Transcribe the material from its first line onward, ending with the line that contains "(text input skips" and adding nothing beyond it.

═══ Material for the task

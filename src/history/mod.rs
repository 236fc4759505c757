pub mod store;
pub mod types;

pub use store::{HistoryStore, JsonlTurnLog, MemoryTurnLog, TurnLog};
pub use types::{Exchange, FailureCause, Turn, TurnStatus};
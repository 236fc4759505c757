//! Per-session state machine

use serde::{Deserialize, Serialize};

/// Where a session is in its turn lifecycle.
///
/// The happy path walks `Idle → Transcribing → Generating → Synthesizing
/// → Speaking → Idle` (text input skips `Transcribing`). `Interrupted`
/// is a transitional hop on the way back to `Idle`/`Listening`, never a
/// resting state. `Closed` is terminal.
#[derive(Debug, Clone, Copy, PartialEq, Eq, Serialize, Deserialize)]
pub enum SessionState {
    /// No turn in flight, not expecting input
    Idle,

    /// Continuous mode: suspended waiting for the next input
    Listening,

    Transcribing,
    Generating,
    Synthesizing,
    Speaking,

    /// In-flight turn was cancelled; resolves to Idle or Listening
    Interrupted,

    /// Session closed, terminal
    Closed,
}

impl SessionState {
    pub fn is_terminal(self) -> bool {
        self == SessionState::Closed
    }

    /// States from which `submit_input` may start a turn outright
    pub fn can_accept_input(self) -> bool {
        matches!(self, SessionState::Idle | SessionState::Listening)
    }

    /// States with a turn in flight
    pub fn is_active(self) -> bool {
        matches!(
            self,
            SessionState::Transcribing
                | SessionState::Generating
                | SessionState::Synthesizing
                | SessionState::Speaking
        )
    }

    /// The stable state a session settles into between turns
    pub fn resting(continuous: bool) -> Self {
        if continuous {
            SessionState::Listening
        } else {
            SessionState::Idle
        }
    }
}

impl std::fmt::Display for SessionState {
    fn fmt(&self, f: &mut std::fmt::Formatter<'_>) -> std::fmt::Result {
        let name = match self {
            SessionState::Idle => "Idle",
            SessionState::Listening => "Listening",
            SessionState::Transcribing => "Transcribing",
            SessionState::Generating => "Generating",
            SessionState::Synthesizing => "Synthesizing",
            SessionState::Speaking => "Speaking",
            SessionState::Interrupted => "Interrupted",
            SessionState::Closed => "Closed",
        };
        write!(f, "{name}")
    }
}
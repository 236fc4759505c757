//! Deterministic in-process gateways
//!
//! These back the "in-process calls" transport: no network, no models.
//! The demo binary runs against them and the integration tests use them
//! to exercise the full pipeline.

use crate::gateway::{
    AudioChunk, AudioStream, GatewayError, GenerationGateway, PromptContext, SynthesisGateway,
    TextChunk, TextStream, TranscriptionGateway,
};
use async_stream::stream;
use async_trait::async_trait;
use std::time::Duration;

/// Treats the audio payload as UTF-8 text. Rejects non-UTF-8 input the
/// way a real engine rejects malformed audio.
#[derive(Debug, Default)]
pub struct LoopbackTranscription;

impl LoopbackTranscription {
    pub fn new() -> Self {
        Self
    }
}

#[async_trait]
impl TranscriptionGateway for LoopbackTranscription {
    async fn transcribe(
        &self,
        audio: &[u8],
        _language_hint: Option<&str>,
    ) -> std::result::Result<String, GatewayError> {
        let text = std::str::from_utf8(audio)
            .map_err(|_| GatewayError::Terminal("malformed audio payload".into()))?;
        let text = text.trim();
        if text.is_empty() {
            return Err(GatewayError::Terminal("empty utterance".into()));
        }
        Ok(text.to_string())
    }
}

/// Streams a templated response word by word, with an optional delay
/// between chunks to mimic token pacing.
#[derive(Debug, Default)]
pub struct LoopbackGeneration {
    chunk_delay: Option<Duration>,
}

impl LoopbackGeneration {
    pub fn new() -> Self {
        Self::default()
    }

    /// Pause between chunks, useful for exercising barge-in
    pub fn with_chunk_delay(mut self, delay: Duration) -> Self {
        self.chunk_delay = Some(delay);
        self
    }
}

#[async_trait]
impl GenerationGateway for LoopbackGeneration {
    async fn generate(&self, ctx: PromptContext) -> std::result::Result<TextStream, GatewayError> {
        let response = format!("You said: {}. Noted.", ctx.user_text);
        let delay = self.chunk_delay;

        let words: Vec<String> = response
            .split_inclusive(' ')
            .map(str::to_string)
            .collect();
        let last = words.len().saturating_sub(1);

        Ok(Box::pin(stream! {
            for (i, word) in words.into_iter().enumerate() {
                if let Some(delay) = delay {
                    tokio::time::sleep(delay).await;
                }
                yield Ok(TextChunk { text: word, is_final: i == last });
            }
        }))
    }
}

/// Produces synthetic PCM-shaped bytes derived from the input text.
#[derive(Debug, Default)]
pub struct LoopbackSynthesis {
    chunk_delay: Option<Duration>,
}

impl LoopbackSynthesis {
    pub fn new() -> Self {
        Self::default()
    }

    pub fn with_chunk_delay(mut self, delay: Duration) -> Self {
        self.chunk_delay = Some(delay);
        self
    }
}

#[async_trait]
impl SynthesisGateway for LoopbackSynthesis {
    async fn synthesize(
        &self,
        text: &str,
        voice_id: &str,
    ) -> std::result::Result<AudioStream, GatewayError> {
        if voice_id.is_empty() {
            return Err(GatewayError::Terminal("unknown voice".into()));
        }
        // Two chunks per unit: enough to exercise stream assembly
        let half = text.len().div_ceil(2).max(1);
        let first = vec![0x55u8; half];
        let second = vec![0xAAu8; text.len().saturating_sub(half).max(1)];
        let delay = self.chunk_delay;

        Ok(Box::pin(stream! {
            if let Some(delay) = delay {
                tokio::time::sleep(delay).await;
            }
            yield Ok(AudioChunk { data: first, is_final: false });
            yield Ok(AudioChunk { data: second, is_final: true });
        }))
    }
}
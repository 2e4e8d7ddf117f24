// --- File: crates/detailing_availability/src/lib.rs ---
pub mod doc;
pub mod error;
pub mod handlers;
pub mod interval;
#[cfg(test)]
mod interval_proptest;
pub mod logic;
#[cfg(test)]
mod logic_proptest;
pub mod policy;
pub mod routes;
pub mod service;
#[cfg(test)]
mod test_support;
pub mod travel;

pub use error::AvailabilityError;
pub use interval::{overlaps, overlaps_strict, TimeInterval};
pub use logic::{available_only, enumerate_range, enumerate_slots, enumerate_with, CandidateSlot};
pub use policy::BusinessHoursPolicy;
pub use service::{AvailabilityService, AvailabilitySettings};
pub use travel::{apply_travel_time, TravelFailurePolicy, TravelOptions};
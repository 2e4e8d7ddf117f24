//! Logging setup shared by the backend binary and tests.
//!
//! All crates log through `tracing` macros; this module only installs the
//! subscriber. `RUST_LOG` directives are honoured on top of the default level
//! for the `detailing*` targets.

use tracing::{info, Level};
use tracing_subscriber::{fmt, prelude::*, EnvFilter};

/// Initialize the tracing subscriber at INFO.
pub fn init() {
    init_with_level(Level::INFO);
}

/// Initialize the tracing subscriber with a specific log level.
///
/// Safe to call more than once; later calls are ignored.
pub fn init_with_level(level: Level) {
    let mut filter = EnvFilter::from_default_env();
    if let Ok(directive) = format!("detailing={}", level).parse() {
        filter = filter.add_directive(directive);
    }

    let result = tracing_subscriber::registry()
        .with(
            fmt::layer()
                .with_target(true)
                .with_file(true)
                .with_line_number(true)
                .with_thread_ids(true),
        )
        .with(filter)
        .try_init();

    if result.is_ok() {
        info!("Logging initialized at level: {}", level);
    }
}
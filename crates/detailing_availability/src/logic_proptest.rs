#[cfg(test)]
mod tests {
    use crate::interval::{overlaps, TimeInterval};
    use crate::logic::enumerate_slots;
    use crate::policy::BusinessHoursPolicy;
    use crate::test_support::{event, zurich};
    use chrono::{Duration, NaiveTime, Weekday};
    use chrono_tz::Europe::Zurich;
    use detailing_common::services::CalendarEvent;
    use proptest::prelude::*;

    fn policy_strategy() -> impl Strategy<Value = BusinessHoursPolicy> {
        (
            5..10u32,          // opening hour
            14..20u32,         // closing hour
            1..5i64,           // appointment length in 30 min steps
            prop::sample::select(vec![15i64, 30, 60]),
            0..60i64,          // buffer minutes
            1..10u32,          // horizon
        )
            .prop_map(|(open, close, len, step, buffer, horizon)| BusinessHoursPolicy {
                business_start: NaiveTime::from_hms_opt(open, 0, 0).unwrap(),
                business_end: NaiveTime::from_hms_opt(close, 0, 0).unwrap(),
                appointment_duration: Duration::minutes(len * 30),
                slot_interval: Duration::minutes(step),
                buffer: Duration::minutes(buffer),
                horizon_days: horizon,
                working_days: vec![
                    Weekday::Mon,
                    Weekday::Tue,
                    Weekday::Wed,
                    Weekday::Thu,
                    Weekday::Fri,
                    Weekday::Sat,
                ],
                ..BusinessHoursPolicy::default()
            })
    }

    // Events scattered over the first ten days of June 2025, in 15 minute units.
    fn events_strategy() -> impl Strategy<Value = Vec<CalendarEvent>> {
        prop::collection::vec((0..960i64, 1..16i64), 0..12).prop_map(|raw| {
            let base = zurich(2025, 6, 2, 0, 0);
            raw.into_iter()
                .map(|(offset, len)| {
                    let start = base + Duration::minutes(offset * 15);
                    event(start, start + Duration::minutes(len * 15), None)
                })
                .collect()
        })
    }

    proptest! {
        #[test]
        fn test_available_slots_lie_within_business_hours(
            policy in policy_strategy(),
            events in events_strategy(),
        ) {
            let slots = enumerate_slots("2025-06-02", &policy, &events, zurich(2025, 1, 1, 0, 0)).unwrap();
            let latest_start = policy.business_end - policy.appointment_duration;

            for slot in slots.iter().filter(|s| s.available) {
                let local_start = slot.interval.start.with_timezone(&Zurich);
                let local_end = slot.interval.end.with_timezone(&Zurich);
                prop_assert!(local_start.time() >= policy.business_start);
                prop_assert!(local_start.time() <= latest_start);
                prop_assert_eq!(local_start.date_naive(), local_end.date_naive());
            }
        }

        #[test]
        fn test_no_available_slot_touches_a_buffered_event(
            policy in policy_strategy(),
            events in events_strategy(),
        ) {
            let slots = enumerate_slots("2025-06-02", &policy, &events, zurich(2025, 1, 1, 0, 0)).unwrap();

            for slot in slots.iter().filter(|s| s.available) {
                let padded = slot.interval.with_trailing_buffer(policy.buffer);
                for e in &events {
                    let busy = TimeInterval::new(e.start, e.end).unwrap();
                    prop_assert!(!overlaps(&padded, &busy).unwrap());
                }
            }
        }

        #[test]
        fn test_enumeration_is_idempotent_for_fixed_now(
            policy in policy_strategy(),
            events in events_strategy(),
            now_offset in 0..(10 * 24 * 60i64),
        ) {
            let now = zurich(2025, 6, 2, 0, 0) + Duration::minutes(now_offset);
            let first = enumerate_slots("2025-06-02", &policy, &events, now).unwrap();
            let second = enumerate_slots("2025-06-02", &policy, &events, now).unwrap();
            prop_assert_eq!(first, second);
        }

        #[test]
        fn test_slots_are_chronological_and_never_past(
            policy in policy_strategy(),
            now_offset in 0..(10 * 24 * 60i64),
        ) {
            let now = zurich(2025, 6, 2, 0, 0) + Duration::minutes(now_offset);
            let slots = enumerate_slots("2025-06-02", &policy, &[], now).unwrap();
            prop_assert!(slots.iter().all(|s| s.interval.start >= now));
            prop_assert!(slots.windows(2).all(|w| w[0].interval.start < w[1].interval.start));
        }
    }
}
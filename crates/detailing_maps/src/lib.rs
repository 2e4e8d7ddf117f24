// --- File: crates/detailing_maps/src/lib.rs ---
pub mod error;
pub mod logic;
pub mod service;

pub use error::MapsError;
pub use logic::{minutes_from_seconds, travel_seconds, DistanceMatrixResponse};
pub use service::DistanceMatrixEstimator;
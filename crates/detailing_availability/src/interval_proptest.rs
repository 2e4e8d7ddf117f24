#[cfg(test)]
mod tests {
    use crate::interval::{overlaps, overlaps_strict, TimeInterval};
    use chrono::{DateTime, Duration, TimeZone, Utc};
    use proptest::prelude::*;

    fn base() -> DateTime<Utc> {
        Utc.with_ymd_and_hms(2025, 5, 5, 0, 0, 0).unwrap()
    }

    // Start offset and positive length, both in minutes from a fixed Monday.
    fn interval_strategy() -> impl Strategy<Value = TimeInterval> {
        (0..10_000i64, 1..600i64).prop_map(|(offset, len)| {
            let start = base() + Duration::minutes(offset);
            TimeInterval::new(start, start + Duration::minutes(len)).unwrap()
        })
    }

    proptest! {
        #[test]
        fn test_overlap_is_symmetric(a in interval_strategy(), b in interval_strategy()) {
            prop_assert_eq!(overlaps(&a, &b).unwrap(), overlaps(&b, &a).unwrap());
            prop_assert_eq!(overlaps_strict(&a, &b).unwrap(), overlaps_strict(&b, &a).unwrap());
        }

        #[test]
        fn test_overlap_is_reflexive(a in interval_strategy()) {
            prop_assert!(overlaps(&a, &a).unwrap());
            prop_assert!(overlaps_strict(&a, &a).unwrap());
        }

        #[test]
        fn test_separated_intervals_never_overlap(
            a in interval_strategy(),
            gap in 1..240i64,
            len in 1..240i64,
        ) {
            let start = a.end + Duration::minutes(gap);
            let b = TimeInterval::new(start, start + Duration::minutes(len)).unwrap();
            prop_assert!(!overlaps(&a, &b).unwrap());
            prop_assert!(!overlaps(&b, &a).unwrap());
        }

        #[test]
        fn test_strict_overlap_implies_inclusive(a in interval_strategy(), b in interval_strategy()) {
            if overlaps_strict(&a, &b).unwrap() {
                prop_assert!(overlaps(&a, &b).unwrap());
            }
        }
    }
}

══════

Output for this task:
filename src/history/mod.rs
repository 236fc4759505c757
pub mod store;
pub mod types;

pub use store::{HistoryStore, JsonlTurnLog, MemoryTurnLog, TurnLog};
pub use types::{Exchange, FailureCause, Turn, TurnStatus};
repository 236fc4759505c757
//! Per-session state machine

use serde::{Deserialize, Serialize};

/// Where a session is in its turn lifecycle.
///
/// The happy path walks `Idle → Transcribing → Generating → Synthesizing
/// → Speaking → Idle` (text input skips `Transcribing`). `Interrupted`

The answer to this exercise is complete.